Other factors driving malaria

The year that malaria survey studies took place and the human development index showed a strong and weak negative relationship with P. falciparum malaria respectively. Both the GLM and the CART model showed a sharp decline in malaria from 2000 to 2010. However, after 2010, the GLM model showed a slowdown in the decline of P. falciparum malaria while the CART model showed a constant increase of P. falciparum malaria. We need to take into account that our P. falciparum malaria survey data comes mostly from the east part of Africa (Ethiopia, Somalia, Kenya, Tanzania, Mozambique, Zimbabwe, and Madagascar) where presence of malaria is higher and less from the west coast of Africa (The Gambia, Guinea-Bissau, Nigeria, Cameroon, and Sao Tome and Principe). Our models capture well the start of the malaria decline which started around 2000 when there was increased funding for malaria control106. Also, our models capture the resurgence of malaria in the last 8 to 10 years.
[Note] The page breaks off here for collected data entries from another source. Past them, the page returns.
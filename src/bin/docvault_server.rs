//!
//! docvault server binary
//! ----------------------
//! Command-line entry point for the docvault HTTP server. Configuration comes from
//! environment variables (see `docvault::config`); CLI flags override them.

use anyhow::{Context, Result};
use std::env;
use std::path::PathBuf;
use tracing_subscriber::{fmt, EnvFilter};

use docvault::config::ServerConfig;

fn parse_port_arg(args: &[String], flag: &str) -> Result<Option<u16>> {
    match flag_value(args, flag) {
        Some(raw) => raw.parse::<u16>().map(Some).with_context(|| format!("invalid value for {flag}: '{raw}'")),
        None => Ok(None),
    }
}

fn flag_value(args: &[String], flag: &str) -> Option<String> {
    let mut i = 0;
    while i < args.len() {
        if args[i] == flag && i + 1 < args.len() {
            return Some(args[i + 1].clone());
        }
        i += 1;
    }
    None
}

fn has_flag(args: &[String], flag: &str) -> bool {
    args.iter().any(|a| a == flag)
}

#[tokio::main]
async fn main() -> Result<()> {
    let filter = EnvFilter::try_from_default_env().unwrap_or_else(|_| EnvFilter::new("info"));
    fmt().with_env_filter(filter).init();

    let args: Vec<String> = env::args().collect();

    if has_flag(&args, "--help") || has_flag(&args, "-h") {
        println!("docvault Server\n\nUSAGE:\n  docvault_server [--http-port N] [--upload-dir PATH] [--mongodb-uri URI]\n\nOPTIONS:\n  --http-port N        HTTP API port (env: DOCVAULT_HTTP_PORT, default 8000)\n  --upload-dir PATH    Root of the upload tree (env: DOCVAULT_UPLOAD_DIR, default uploads)\n  --mongodb-uri URI    Record store connection string (env: MONGODB_URI; memory:// for in-process)\n");
        return Ok(());
    }

    // The URI flag must be visible before the env loader insists on MONGODB_URI
    let arg_uri = flag_value(&args, "--mongodb-uri");
    let mut config = match &arg_uri {
        Some(uri) => {
            dotenvy::dotenv().ok();
            ServerConfig::from_lookup(|key| if key == "MONGODB_URI" { Some(uri.clone()) } else { env::var(key).ok() })?
        }
        None => ServerConfig::from_env()?,
    };

    if let Some(port) = parse_port_arg(&args, "--http-port")? {
        config.http_port = port;
    }
    if let Some(dir) = flag_value(&args, "--upload-dir") {
        config.upload_dir = PathBuf::from(dir);
    }

    docvault::server::run_with_config(config).await
}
The last malaria report from the World Health Organization (WHO) showed that the number of malaria cases and deaths had been increasing globally since 20164 and in Africa since 20144,107. Multiple studies found that the resurgence of malaria in Africa is related to multiple factors such as the rebound or delayed malaria108, insecticide resistance or ineffective new insecticides109,110, the effects of climate change15, and the presence of a new vector, the invasive An. stephensi103. Both of our models showed that P. falciparum malaria is higher in countries with low human development index (HDI), a summary of health, education, and income indicators, and malaria decreases as the HDI increases. Multiple studies had found similar results where malaria incidence rates are higher in countries with lower values of HDI111.

Similarly to the results for the African continent, both the GLM and CART models captured the start of P. falciparum malaria decline in the 2000s in Asia well. Both of the models captured a slowing down in the decline of malaria around 2010 and a resurgence following this, especially the GLM model. The last malaria report from the World Health Organization (WHO) showed that the number of malaria cases and deaths had been increasing globally since 20164. Similarly to Africa, the causes of malaria resurgence are multiple such as insecticide resistance or ineffective new insecticides109,110 and the effects of climate change15. Both models showed a gentle decrease of P. vivax malaria from 1990 to 2003, followed by a rapid decrease of P. vivax malaria after 2003. Finally, P. falciparum malaria in Africa was positively correlated with the basic reproductive number (R0). The basic reproductive number is an important and widely used indicator of the dynamics of malaria112,113.

Conclusions

This study presents important progress in understanding the long-term influence of environmental, geographic, socio-demographic, and epidemiological factors on malaria in Africa and Asia. This provides key information on the relative roles of climate driver timing, key demographic features of affected populations, and geographies, that can inform planning strategies and interventions to reduce malaria burden in these two continents. While a ’one model fits all’ approach may not be globally appropriate for predictive frameworks, a CART framing allows us to see how continental differences in responses to this suite of variables arise, and captures the changing dynamics of malaria throughout the time-frame of the data.